— WORK ITEM —
Set each entry down exactly as written.

— DATASET CONTENT —
// Transport layer: the seam between the request engine and the network.
//
// `Transport` is what the engine consumes; `HttpTransport` is the reqwest
// implementation. `TransportConfig` holds the TLS, timeout, and auth
// settings used to build the underlying `reqwest::Client`.

use std::collections::BTreeMap;
use std::path::PathBuf;
use std::time::Duration;

use async_trait::async_trait;
use reqwest::header::CONTENT_TYPE;
use secrecy::{ExposeSecret, SecretString};
use serde_json::{Map, Value};
use tracing::{debug, trace, warn};
use url::Url;

use crate::error::Error;
use crate::route::Verb;
use crate::util::segment_text;

/// A fully prepared request handed to a [`Transport`].
#[derive(Debug, Clone, PartialEq)]
pub struct TransportRequest {
    pub verb: Verb,
    /// `root_uri + uri`, or an explicit URL override.
    pub url: String,
    pub data: Map<String, Value>,
    /// Pre-encoded body. When set, `data` must not be encoded again.
    pub body: Option<String>,
    pub content_type: Option<String>,
    pub process_data: bool,
    pub timeout: Duration,
    pub headers: BTreeMap<String, String>,
}

/// Everything the transport saw besides the decoded body.
#[derive(Debug, Clone, Default, PartialEq)]
pub struct RawResponse {
    pub headers: BTreeMap<String, String>,
    pub text: String,
}

/// Decoded response from a [`Transport`].
#[derive(Debug, Clone, PartialEq)]
pub struct TransportResponse {
    /// Parsed JSON body; `null` for an empty body.
    pub body: Value,
    pub status: u16,
    pub raw: RawResponse,
}

/// Sends one request and decodes the response.
///
/// Implementations surface network problems and non-success statuses as
/// errors; the engine propagates them unchanged.
#[async_trait]
pub trait Transport: Send + Sync {
    async fn send(&self, request: TransportRequest) -> Result<TransportResponse, Error>;
}

/// TLS verification mode.
#[derive(Debug, Clone, Default)]
pub enum TlsMode {
    /// Use the system certificate store.
    #[default]
    System,
    /// Use a custom CA certificate from the given PEM file.
    CustomCa(PathBuf),
    /// Accept any certificate (self-signed development servers).
    DangerAcceptInvalid,
}

/// Shared transport configuration for building HTTP clients.
#[derive(Debug, Clone)]
pub struct TransportConfig {
    pub tls: TlsMode,
    /// Client-wide ceiling; individual requests carry their own timeout.
    pub timeout: Duration,
    pub user_agent: String,
    /// Sent as `Authorization: Bearer <token>` on every request.
    pub token: Option<SecretString>,
}

impl Default for TransportConfig {
    fn default() -> Self {
        Self {
            tls: TlsMode::System,
            timeout: Duration::from_secs(30),
            user_agent: concat!("trellis/", env!("CARGO_PKG_VERSION")).into(),
            token: None,
        }
    }
}

impl TransportConfig {
    /// Build a `reqwest::Client` from this config.
    pub fn build_client(&self) -> Result<reqwest::Client, Error> {
        let mut builder = reqwest::Client::builder()
            .timeout(self.timeout)
            .user_agent(self.user_agent.as_str());

        match &self.tls {
            TlsMode::System => {}
            TlsMode::CustomCa(path) => {
                let cert_pem = std::fs::read(path)
                    .map_err(|e| Error::Tls(format!("failed to read CA cert: {e}")))?;
                let cert = reqwest::Certificate::from_pem(&cert_pem)
                    .map_err(|e| Error::Tls(format!("invalid CA cert: {e}")))?;
                builder = builder.add_root_certificate(cert);
            }
            TlsMode::DangerAcceptInvalid => {
                warn!("TLS certificate verification is disabled");
                builder = builder.danger_accept_invalid_certs(true);
            }
        }

        builder
            .build()
            .map_err(|e| Error::Tls(format!("failed to build HTTP client: {e}")))
    }
}

/// reqwest-backed [`Transport`].
///
/// Request URLs are resolved against `origin`, so resources may use
/// host-relative roots such as `/api/`.
pub struct HttpTransport {
    http: reqwest::Client,
    origin: Url,
    token: Option<SecretString>,
}

impl HttpTransport {
    pub fn new(origin: Url, config: &TransportConfig) -> Result<Self, Error> {
        Ok(Self {
            http: config.build_client()?,
            origin,
            token: config.token.clone(),
        })
    }

    /// Wrap a pre-built `reqwest::Client`.
    pub fn with_client(http: reqwest::Client, origin: Url) -> Self {
        Self {
            http,
            origin,
            token: None,
        }
    }

    pub fn origin(&self) -> &Url {
        &self.origin
    }

    fn resolve_url(&self, url: &str) -> Result<Url, Error> {
        Ok(self.origin.join(url)?)
    }
}

/// Flatten a parameter map into `key=value` pairs for query strings and
/// form bodies. Nested values are sent as JSON text.
fn form_pairs(data: &Map<String, Value>) -> Vec<(String, String)> {
    data.iter()
        .map(|(key, value)| (key.clone(), segment_text(value)))
        .collect()
}

#[async_trait]
impl Transport for HttpTransport {
    async fn send(&self, request: TransportRequest) -> Result<TransportResponse, Error> {
        let url = self.resolve_url(&request.url)?;
        let timeout_ms = u64::try_from(request.timeout.as_millis()).unwrap_or(u64::MAX);
        debug!("{} {}", request.verb, url);

        let mut builder = self
            .http
            .request(request.verb.method(), url)
            .timeout(request.timeout);
        for (name, value) in &request.headers {
            builder = builder.header(name.as_str(), value.as_str());
        }
        if let Some(ref token) = self.token {
            builder = builder.bearer_auth(token.expose_secret());
        }

        builder = match request.body {
            Some(body) => {
                let content_type = request
                    .content_type
                    .unwrap_or_else(|| "application/json".into());
                builder.header(CONTENT_TYPE, content_type).body(body)
            }
            None if matches!(request.verb, Verb::Get | Verb::Del) => {
                builder.query(&form_pairs(&request.data))
            }
            None => {
                let builder = builder.form(&form_pairs(&request.data));
                match request.content_type {
                    Some(content_type) => builder.header(CONTENT_TYPE, content_type),
                    None => builder,
                }
            }
        };

        let resp = builder.send().await.map_err(|e| {
            if e.is_timeout() {
                Error::Timeout { timeout_ms }
            } else {
                Error::Transport(e)
            }
        })?;

        let status = resp.status();
        let headers = resp
            .headers()
            .iter()
            .filter_map(|(k, v)| Some((k.as_str().to_owned(), v.to_str().ok()?.to_owned())))
            .collect();
        let text = resp.text().await?;

        if !status.is_success() {
            return Err(Error::HttpStatus {
                status: status.as_u16(),
                body: text.chars().take(200).collect(),
            });
        }

        let body = if text.trim().is_empty() {
            Value::Null
        } else {
            serde_json::from_str(&text).map_err(|e| Error::Deserialization {
                message: e.to_string(),
                body: text.clone(),
            })?
        };
        trace!(status = status.as_u16(), "response decoded");

        Ok(TransportResponse {
            body,
            status: status.as_u16(),
            raw: RawResponse { headers, text },
        })
    }
}

#[cfg(test)]
mod tests {
    use serde_json::json;

    use super::*;

    #[test]
    fn form_pairs_flatten_scalars_and_nest_json() {
        let data = json!({ "a": 1, "b": "two", "c": { "d": true } });
        let pairs = form_pairs(data.as_object().unwrap_or(&Map::new()));
        assert_eq!(
            pairs,
            vec![
                ("a".to_owned(), "1".to_owned()),
                ("b".to_owned(), "two".to_owned()),
                ("c".to_owned(), r#"{"d":true}"#.to_owned()),
            ]
        );
    }
}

— ANSWER SECTION —
// Transport layer: the seam between the request engine and the network.
//
// `Transport` is what the engine consumes; `HttpTransport` is the reqwest
// implementation. `TransportConfig` holds the TLS, timeout, and auth
// settings used to build the underlying `reqwest::Client`.

use std::collections::BTreeMap;
use std::path::PathBuf;
use std::time::Duration;

use async_trait::async_trait;
use reqwest::header::CONTENT_TYPE;
use secrecy::{ExposeSecret, SecretString};
use serde_json::{Map, Value};
use tracing::{debug, trace, warn};
use url::Url;

use crate::error::Error;
use crate::route::Verb;
use crate::util::segment_text;

/// A fully prepared request handed to a [`Transport`].
#[derive(Debug, Clone, PartialEq)]
pub struct TransportRequest {
    pub verb: Verb,
    /// `root_uri + uri`, or an explicit URL override.
    pub url: String,
    pub data: Map<String, Value>,
    /// Pre-encoded body. When set, `data` must not be encoded again.
    pub body: Option<String>,
    pub content_type: Option<String>,
    pub process_data: bool,
    pub timeout: Duration,
    pub headers: BTreeMap<String, String>,
}

/// Everything the transport saw besides the decoded body.
#[derive(Debug, Clone, Default, PartialEq)]
pub struct RawResponse {
    pub headers: BTreeMap<String, String>,
    pub text: String,
}

/// Decoded response from a [`Transport`].
#[derive(Debug, Clone, PartialEq)]
pub struct TransportResponse {
    /// Parsed JSON body; `null` for an empty body.
    pub body: Value,
    pub status: u16,
    pub raw: RawResponse,
}

/// Sends one request and decodes the response.
///
/// Implementations surface network problems and non-success statuses as
/// errors; the engine propagates them unchanged.
#[async_trait]
pub trait Transport: Send + Sync {
    async fn send(&self, request: TransportRequest) -> Result<TransportResponse, Error>;
}

/// TLS verification mode.
#[derive(Debug, Clone, Default)]
pub enum TlsMode {
    /// Use the system certificate store.
    #[default]
    System,
    /// Use a custom CA certificate from the given PEM file.
    CustomCa(PathBuf),
    /// Accept any certificate (self-signed development servers).
    DangerAcceptInvalid,
}

/// Shared transport configuration for building HTTP clients.
#[derive(Debug, Clone)]
pub struct TransportConfig {
    pub tls: TlsMode,
    /// Client-wide ceiling; individual requests carry their own timeout.
    pub timeout: Duration,
    pub user_agent: String,
    /// Sent as `Authorization: Bearer <token>` on every request.
    pub token: Option<SecretString>,
}

impl Default for TransportConfig {
    fn default() -> Self {
        Self {
            tls: TlsMode::System,
            timeout: Duration::from_secs(30),
            user_agent: concat!("trellis/", env!("CARGO_PKG_VERSION")).into(),
            token: None,
        }
    }
}

impl TransportConfig {
    /// Build a `reqwest::Client` from this config.
    pub fn build_client(&self) -> Result<reqwest::Client, Error> {
        let mut builder = reqwest::Client::builder()
            .timeout(self.timeout)
            .user_agent(self.user_agent.as_str());

        match &self.tls {
            TlsMode::System => {}
            TlsMode::CustomCa(path) => {
                let cert_pem = std::fs::read(path)
                    .map_err(|e| Error::Tls(format!("failed to read CA cert: {e}")))?;
                let cert = reqwest::Certificate::from_pem(&cert_pem)
                    .map_err(|e| Error::Tls(format!("invalid CA cert: {e}")))?;
                builder = builder.add_root_certificate(cert);
            }
            TlsMode::DangerAcceptInvalid => {
                warn!("TLS certificate verification is disabled");
                builder = builder.danger_accept_invalid_certs(true);
            }
        }

        builder
            .build()
            .map_err(|e| Error::Tls(format!("failed to build HTTP client: {e}")))
    }
}

/// reqwest-backed [`Transport`].
///
/// Request URLs are resolved against `origin`, so resources may use
/// host-relative roots such as `/api/`.
pub struct HttpTransport {
    http: reqwest::Client,
    origin: Url,
    token: Option<SecretString>,
}

impl HttpTransport {
    pub fn new(origin: Url, config: &TransportConfig) -> Result<Self, Error> {
        Ok(Self {
            http: config.build_client()?,
            origin,
            token: config.token.clone(),
        })
    }

    /// Wrap a pre-built `reqwest::Client`.
    pub fn with_client(http: reqwest::Client, origin: Url) -> Self {
        Self {
            http,
            origin,
            token: None,
        }
    }

    pub fn origin(&self) -> &Url {
        &self.origin
    }

    fn resolve_url(&self, url: &str) -> Result<Url, Error> {
        Ok(self.origin.join(url)?)
    }
}

/// Flatten a parameter map into `key=value` pairs for query strings and
/// form bodies. Nested values are sent as JSON text.
fn form_pairs(data: &Map<String, Value>) -> Vec<(String, String)> {
    data.iter()
        .map(|(key, value)| (key.clone(), segment_text(value)))
        .collect()
}

#[async_trait]
impl Transport for HttpTransport {
    async fn send(&self, request: TransportRequest) -> Result<TransportResponse, Error> {
        let url = self.resolve_url(&request.url)?;
        let timeout_ms = u64::try_from(request.timeout.as_millis()).unwrap_or(u64::MAX);
        debug!("{} {}", request.verb, url);

        let mut builder = self
            .http
            .request(request.verb.method(), url)
            .timeout(request.timeout);
        for (name, value) in &request.headers {
            builder = builder.header(name.as_str(), value.as_str());
        }
        if let Some(ref token) = self.token {
            builder = builder.bearer_auth(token.expose_secret());
        }

        builder = match request.body {
            Some(body) => {
                let content_type = request
                    .content_type
                    .unwrap_or_else(|| "application/json".into());
                builder.header(CONTENT_TYPE, content_type).body(body)
            }
            None if matches!(request.verb, Verb::Get | Verb::Del) => {
                builder.query(&form_pairs(&request.data))
            }
            None => {
                let builder = builder.form(&form_pairs(&request.data));
                match request.content_type {
                    Some(content_type) => builder.header(CONTENT_TYPE, content_type),
                    None => builder,
                }
            }
        };

        let resp = builder.send().await.map_err(|e| {
            if e.is_timeout() {
                Error::Timeout { timeout_ms }
            } else {
                Error::Transport(e)
            }
        })?;

        let status = resp.status();
        let headers = resp
            .headers()
            .iter()
            .filter_map(|(k, v)| Some((k.as_str().to_owned(), v.to_str().ok()?.to_owned())))
            .collect();
        let text = resp.text().await?;

        if !status.is_success() {
            return Err(Error::HttpStatus {
                status: status.as_u16(),
                body: text.chars().take(200).collect(),
            });
        }

        let body = if text.trim().is_empty() {
            Value::Null
        } else {
            serde_json::from_str(&text).map_err(|e| Error::Deserialization {
                message: e.to_string(),
                body: text.clone(),
            })?
        };
        trace!(status = status.as_u16(), "response decoded");

        Ok(TransportResponse {
            body,
            status: status.as_u16(),
            raw: RawResponse { headers, text },
        })
    }
}

#[cfg(test)]
mod tests {
    use serde_json::json;

    use super::*;

    #[test]
    fn form_pairs_flatten_scalars_and_nest_json() {
        let data = json!({ "a": 1, "b": "two", "c": { "d": true } });
        let pairs = form_pairs(data.as_object().unwrap_or(&Map::new()));
        assert_eq!(
            pairs,
            vec![
                ("a".to_owned(), "1".to_owned()),
                ("b".to_owned(), "two".to_owned()),
                ("c".to_owned(), r#"{"d":true}"#.to_owned()),
            ]
        );
    }
}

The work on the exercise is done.